REVIEW: The audience at my screening of "Battleship" cracked up whenever an allusion was made to the board game that loosely inspired the movie. They laughed when the Hasbro logo came on up screen, when aliens fired weapons shaped like pegs, and when a character called for a strike on "Echo-one-one" and it came up on the computer screen as "E 11." (Miss!)
"Battleship" plays like the kind of dream a kid might have if he or she fell asleep after a rousing round or two of the game. Where do the pegs come from? Why can't the two opposing sides see each other? How come everyone only has five ships? All these questions are answered, kind of, and whoever's in charge of Hasbro's rule book should get promoted for shoehorning so many actual game references into the script. (Sadly missing: Liam Neeson never yells "You sank my battleship!")
But like the game itself, "Battleship" the movie offers up nothing more than a simple old good time.
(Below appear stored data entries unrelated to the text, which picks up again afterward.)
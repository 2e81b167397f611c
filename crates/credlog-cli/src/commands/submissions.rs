//! Submission commands

use super::print_json;
use anyhow::{Context, Result};
use credlog::prelude::*;

pub async fn execute(registry: &Registry, form_id: &str, json: bool) -> Result<()> {
    let records = registry
        .submissions_for_form(form_id)
        .await
        .with_context(|| format!("Failed to read submissions for {form_id}"))?;

    if json {
        return print_json(&records);
    }

    println!("\nSubmissions for {} ({})", form_id, records.len());
    println!("{}", "=".repeat(60));
    for record in &records {
        let applicant = record.entity.applicant_id.as_deref().unwrap_or("-");
        println!("{:<36} {:<16} {}", record.key, applicant, record.created_at);
    }

    Ok(())
}
//! Institution commands

use super::print_json;
use crate::InstitutionCommands;
use anyhow::{Context, Result};
use credlog::prelude::*;

pub async fn execute(registry: &Registry, cmd: InstitutionCommands, json: bool) -> Result<()> {
    match cmd {
        InstitutionCommands::List { owner } => {
            let records = match &owner {
                Some(owner) => registry
                    .institutions_by_owner(owner)
                    .await
                    .context("Failed to read institutions")?,
                None => registry
                    .list_institutions()
                    .await
                    .context("Failed to read institutions")?,
            };

            if json {
                return print_json(&records);
            }

            println!("\nInstitutions ({})", records.len());
            println!("{}", "=".repeat(60));
            for record in &records {
                print_summary(record);
            }
        }
        InstitutionCommands::Show { key } => {
            let record = registry
                .get_institution(&key)
                .await
                .context("Failed to read institution")?;

            match record {
                Some(record) if json => print_json(&record)?,
                Some(record) => print_details(&record),
                None => println!("Institution not found: {key}"),
            }
        }
    }

    Ok(())
}

fn print_summary(record: &Record<Institution>) {
    let inst = &record.entity;
    println!(
        "{:<40} {:<30} {:<12} {:?}",
        record.key, inst.name, inst.institution_type, inst.status
    );
}

fn print_details(record: &Record<Institution>) {
    let inst = &record.entity;
    println!("\nInstitution");
    println!("{}", "=".repeat(60));
    println!("Key: {}", record.key);
    println!("Name: {}", inst.name);
    println!("Type: {}", inst.institution_type);
    println!("Status: {:?}", inst.status);
    if let Some(creator) = &inst.creator_id {
        println!("Creator: {creator}");
    }
    if let Some(topic) = &inst.topic_id {
        println!("Topic: {topic}");
    }
    if let Some(description) = &inst.description {
        println!("Description: {description}");
    }
    for (field, value) in &inst.extra {
        println!("{field}: {value}");
    }
    println!("\nCreated: {}", format_timestamp(&record.created_at));
    println!("Updated: {} (sequence {})", format_timestamp(&record.updated_at), record.sequence_number);
}

pub(crate) fn format_timestamp(ts: &ConsensusTimestamp) -> String {
    match ts.to_datetime() {
        Some(dt) => format!("{} ({ts})", dt.to_rfc3339()),
        None => ts.to_string(),
    }
}
pub mod entity;
pub mod event;
pub mod message;
pub mod topic;

pub use entity::{
    CredentialForm, FieldType, FormField, FormSubmission, Institution, InstitutionStatus,
};
pub use event::{EventKind, FormDeletion, FormUpdate, InstitutionUpdate, LedgerEvent};
pub use message::{ConsensusTimestamp, MessagePage, Order, SubmitReceipt, TopicMessage};
pub use topic::TopicId;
It delivers decent performances even from unexpected quarters -- singer Rihanna and swimsuit model Brooklyn Decker do fine, with Rihanna playing the tough-military-woman role we've seen Michelle Rodriguez do so well (and before her, Jenette Goldstein as Vasquez in "Aliens"). Taylor Kitsch is sure to have better success with this film than with mega-flop "John Carter," but he's outacted by everyone on screen, including the ships.
The film smartly never takes itself too seriously -- when grim vet Mick Canales (played by real vet Gregory D. Gadson, who lost his legs to a Baghdad bomb) delivers the oh-so-heroic line, "Let's see if we can buy the world another day," another character responds "Who talks like that?"
That's what's fun about "Battleship." Sure, it's ludicrous that aliens are shooting explosive pegs at our ships, and that they've somehow created a protective dome over only a certain part of the Pacific Ocean, and that we just happen to be engaging in a military exercise there with the Japanese, who once attacked us on those very waters. And how convenient that a group of elderly vets with knowledge of pre-modern technology ships are on hand when needed, providing a lump-in-the-throat, go-get-em-Grandpa moment.
But in for a peg, in for a pound. If you're willing to engage your summer-movie brain, and to cheer aloud at lines like "We've got a battleship!" and "I need to borrow your boat," "Battleship" is a hoot. Bring on the inevitable 3-D film version of "Hungry Hungry Hippos"!